_Exercise prompt_
Report, as a bare number, how many lines in the data contain "return".
----- Records for the exercise -----
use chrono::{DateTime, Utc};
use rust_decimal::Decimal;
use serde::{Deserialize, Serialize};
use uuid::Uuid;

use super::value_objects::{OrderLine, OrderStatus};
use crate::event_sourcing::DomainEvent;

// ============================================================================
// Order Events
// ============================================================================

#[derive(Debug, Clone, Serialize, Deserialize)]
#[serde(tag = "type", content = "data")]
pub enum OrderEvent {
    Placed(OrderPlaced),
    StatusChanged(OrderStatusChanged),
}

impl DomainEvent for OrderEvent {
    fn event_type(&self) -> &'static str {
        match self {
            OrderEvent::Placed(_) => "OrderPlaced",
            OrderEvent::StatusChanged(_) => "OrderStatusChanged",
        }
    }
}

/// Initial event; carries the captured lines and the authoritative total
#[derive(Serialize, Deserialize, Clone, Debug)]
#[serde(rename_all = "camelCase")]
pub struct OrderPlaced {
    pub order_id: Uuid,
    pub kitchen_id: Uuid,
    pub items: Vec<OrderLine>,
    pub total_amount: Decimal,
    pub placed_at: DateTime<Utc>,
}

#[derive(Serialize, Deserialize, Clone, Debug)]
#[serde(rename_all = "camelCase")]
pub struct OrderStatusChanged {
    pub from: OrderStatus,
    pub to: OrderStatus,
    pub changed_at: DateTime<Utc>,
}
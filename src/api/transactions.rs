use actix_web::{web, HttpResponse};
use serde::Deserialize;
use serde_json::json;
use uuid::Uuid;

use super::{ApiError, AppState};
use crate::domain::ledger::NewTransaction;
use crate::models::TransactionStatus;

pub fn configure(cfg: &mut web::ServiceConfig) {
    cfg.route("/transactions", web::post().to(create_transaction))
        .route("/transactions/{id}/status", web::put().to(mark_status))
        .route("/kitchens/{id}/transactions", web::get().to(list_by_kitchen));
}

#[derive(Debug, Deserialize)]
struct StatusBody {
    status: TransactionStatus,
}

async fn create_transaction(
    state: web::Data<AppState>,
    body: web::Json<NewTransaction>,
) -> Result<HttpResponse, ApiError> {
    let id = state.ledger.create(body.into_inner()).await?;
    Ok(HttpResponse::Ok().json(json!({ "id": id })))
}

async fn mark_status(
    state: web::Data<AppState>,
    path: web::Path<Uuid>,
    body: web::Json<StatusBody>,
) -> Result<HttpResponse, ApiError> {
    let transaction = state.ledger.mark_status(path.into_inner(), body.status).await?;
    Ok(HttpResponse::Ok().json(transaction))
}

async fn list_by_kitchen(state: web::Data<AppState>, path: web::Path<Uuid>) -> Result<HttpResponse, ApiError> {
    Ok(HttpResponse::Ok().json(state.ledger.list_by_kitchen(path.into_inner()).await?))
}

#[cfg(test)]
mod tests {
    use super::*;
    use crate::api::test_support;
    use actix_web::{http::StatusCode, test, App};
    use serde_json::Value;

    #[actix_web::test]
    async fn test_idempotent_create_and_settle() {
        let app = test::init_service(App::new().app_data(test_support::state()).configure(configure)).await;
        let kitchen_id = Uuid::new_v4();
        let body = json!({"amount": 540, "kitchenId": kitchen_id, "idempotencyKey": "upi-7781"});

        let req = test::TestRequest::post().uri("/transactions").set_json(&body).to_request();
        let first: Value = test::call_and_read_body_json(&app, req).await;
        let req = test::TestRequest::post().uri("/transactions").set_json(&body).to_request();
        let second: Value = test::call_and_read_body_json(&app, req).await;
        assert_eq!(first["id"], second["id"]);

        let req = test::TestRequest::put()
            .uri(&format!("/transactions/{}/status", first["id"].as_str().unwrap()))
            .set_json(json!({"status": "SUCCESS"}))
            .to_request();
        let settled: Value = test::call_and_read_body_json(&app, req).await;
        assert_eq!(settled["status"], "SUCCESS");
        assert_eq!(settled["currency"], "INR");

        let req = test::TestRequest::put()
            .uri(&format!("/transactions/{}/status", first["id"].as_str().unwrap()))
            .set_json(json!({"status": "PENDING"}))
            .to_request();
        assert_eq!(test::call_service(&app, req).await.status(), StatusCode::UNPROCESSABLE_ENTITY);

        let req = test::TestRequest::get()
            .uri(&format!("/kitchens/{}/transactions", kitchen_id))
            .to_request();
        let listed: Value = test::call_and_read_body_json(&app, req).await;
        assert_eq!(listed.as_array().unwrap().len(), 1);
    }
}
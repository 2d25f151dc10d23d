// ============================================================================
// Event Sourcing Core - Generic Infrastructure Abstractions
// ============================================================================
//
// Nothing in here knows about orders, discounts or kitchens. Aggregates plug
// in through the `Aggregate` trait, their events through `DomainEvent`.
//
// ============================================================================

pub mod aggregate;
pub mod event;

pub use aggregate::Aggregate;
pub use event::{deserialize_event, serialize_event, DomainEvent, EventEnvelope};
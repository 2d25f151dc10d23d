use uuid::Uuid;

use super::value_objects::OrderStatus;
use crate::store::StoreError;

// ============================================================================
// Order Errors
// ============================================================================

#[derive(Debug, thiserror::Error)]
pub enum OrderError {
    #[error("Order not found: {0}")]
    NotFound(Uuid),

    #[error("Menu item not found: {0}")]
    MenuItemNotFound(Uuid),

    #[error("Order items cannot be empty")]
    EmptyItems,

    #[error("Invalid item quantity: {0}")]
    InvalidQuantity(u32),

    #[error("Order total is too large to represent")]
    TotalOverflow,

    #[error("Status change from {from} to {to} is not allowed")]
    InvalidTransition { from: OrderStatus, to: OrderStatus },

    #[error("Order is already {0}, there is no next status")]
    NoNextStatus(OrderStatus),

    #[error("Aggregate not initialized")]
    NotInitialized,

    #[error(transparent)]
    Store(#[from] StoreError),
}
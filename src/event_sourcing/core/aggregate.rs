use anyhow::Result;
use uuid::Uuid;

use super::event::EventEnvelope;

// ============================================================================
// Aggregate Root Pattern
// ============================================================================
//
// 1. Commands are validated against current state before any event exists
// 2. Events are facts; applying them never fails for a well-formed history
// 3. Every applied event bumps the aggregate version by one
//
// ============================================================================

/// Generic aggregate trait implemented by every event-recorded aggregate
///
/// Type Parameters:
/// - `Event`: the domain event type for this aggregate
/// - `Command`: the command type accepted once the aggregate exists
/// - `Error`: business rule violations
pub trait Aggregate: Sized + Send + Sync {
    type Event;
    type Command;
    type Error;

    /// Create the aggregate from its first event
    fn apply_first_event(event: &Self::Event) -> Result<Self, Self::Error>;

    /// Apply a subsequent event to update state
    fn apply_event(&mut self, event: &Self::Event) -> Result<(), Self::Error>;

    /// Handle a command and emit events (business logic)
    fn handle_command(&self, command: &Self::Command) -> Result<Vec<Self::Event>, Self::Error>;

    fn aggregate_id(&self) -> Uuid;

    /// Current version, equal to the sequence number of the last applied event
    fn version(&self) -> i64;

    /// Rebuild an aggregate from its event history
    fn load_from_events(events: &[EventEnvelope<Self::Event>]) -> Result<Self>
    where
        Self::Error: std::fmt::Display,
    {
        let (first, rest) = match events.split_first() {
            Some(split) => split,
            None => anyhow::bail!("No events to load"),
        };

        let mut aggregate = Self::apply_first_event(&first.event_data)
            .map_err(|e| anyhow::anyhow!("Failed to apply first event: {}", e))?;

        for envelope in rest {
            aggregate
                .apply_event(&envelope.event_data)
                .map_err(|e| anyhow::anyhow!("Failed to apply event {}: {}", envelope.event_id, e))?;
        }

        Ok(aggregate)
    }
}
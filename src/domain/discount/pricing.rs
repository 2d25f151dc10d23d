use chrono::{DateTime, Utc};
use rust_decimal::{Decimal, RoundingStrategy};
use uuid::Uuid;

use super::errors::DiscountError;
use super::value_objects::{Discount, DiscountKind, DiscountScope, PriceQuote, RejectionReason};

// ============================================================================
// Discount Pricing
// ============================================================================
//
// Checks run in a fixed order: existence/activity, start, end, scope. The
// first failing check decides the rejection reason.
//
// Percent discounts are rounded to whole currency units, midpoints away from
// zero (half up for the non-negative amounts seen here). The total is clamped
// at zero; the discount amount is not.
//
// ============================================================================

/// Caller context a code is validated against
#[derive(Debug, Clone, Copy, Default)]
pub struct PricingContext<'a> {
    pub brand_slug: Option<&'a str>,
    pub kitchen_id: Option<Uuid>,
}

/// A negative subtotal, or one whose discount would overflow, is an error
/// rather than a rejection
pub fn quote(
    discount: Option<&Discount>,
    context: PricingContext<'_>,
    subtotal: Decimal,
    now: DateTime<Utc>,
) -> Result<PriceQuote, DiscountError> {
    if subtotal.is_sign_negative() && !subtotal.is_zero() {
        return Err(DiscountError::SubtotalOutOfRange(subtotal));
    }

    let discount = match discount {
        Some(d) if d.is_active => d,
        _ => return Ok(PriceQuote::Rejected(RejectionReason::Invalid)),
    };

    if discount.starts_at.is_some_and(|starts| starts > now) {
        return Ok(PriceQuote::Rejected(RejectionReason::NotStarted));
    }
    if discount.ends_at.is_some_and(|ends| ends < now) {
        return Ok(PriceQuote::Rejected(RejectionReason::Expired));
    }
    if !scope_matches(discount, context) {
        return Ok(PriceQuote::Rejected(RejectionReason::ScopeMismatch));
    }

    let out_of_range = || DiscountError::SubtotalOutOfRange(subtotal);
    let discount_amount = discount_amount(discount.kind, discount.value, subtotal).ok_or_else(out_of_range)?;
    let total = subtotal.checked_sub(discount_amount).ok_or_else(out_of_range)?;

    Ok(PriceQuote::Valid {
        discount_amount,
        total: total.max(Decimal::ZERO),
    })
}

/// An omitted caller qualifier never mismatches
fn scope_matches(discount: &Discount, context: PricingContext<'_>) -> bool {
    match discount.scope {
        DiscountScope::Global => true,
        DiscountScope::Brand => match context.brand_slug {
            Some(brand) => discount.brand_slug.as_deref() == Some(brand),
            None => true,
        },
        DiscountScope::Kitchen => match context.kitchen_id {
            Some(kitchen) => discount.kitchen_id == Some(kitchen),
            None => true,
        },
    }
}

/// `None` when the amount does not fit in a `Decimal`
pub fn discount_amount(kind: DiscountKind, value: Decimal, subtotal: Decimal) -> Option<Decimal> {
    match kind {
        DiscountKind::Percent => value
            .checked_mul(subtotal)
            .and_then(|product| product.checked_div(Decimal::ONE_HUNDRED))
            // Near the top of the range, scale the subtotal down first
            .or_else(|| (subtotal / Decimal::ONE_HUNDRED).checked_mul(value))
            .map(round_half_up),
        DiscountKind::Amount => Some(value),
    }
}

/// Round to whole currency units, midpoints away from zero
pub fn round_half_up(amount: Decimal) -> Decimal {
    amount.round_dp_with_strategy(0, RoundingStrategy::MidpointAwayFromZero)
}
-----
_Exercise response_
5